Alkanes are often used as fuels because they produce a lot of heat when they burn. This heat, known as their heat of combustion is said to be very large. They are also suitable fuels because they ignite easily but not spontaneously, they burn well and not explosively, they have low smoke and ash release during burning, they are inexpensive, safe to use and are easy to store and transport.

Halogenoalkanes are also widely used:

Some are solvents (eg tetrachloromethane), while some are used as anaesthetics (eg halothane and chloromethane). Halogenoalkanes are also used in pesticides. Apart form these beneficial uses, chlorofluorocarbons (a type of halogenated carbon) are harmful to the environment.


Chemical Reactions of Alkenes


Combustion

Similarly to alkanes, alkenes will burn in excess oxygen to produce carbon dioxide, water and heat. This reaction is also very exothermic.

C2H4(g) + 3O2(g) → 2CO2(g) + 2H2o(g) + heat

It is possible to use combustion reactions to determine the molecular formula of the hydrocarbon used. (The following question is taken from CSEC Chemistry Paper 2 2007)


X and Y are two hydrocarbons. When X is completely burnt in air, 0.50 moles of X produce 60 dm3 of C02 and 3 moles of water at r.t.p. Deduce the molecular formula of X. (1 mole of gas at r.t.p. has a volume of 24 dm3)


Step 1:

The question states that X was completely burn in air, so complete combustion took place. That means that all the carbon in X has been converted into CO2, and so, the amount of carbon in X and in 60 dm^3 of CO2 are the same.

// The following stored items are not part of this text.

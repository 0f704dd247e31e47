//! Memo table configuration.

use std::time::Duration;

/// When a memoized entry stops being served.
///
/// `sliding` restarts on every read; `absolute` counts from insertion and is
/// never extended. With both set, whichever comes first wins.
#[derive(Debug, Clone, Copy, PartialEq, Eq, Default)]
pub struct Expiration {
    pub sliding: Option<Duration>,
    pub absolute: Option<Duration>,
}

impl Expiration {
    pub const fn new(sliding: Duration, absolute: Duration) -> Self {
        Self {
            sliding: Some(sliding),
            absolute: Some(absolute),
        }
    }

    /// Lifetime of a freshly inserted entry.
    pub fn initial(&self) -> Option<Duration> {
        min_of(self.sliding, self.absolute)
    }

    /// Remaining lifetime after a read, given the entry's age.
    pub fn after_read(&self, age: Duration) -> Option<Duration> {
        let remaining = self.absolute.map(|abs| abs.saturating_sub(age));
        min_of(self.sliding, remaining)
    }
}

fn min_of(a: Option<Duration>, b: Option<Duration>) -> Option<Duration> {
    match (a, b) {
        (Some(a), Some(b)) => Some(a.min(b)),
        (a, b) => a.or(b),
    }
}

/// Configuration for a memo table.
#[derive(Debug, Clone)]
pub struct MemoConfig {
    /// Maximum number of entries in the table.
    pub max_capacity: u64,

    /// Expiration for entries inserted without an explicit one.
    pub expiration: Expiration,
}

impl Default for MemoConfig {
    fn default() -> Self {
        Self {
            max_capacity: 10_000,
            expiration: Expiration::new(Duration::from_secs(300), Duration::from_secs(1800)),
        }
    }
}

impl MemoConfig {
    pub fn with_capacity(max_capacity: u64) -> Self {
        Self {
            max_capacity,
            ..Default::default()
        }
    }

    #[must_use]
    pub fn expiration(mut self, expiration: Expiration) -> Self {
        self.expiration = expiration;
        self
    }
}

So, 60 dm^3 of CO2 is (60/24) mol = 2.5 mol


0.5 mol of X produced 2.5 mol of CO2

So 1 mol of X will produce (2.5/0.5) = 5 mol CO2


5 mol CO2 contains 5 mol of Carbon, so there are (5×12)g= 60g of carbon in 1 mol of X

Now we know that there are 60g of carbon in 1 mol of X.


Step 2:

To find the molar mass of the hydrogen in X, we must first realize that the amount of hydrogen in the water produced and the amount of hydrogen in the hydrocarbon X are the same. Then, 0.5 mol of X produces 3 mol of water.

1 mol of X will produce 3/0.5= 6 mol of water.

6 mol of water contains 12 mol of hydrogen. So, there are 12 × 1g of hydrogen in 1 mol of X.

Combining these two values, 60g (5 mol) of carbon and 12g (12 mol) of hydrogen, we get the molecular formula C5H12 (pentane).



Addition Reactions

Typically, alkenes will undergo addition reactions, where they react with a given reagent to form a saturated compound as the only product.


Reaction with Hydrogen (Hydrogenation)

In the presence of finely divided nickel (the catalyst of the reaction), hydrogen adds to alkenes to form alkanes.


As you can see, one carbon atom is added to each of the carbon atoms in the double bond.


Hydration of Alkanes to Produce Alkanols

Before, we looked at hydrogenation, the addition of a hydrogen atom across a double bond. Hydration is the addition of a water molecule across a double bond to form an alkanol.

As you can see, the water molecule is added in two separate parts: a hydrogen atom and a hydroxyl group, creating an alkanol.

This hydration shown above is direct, and there exists a way to do it indirectly using sulphuric acid to form an intermediate.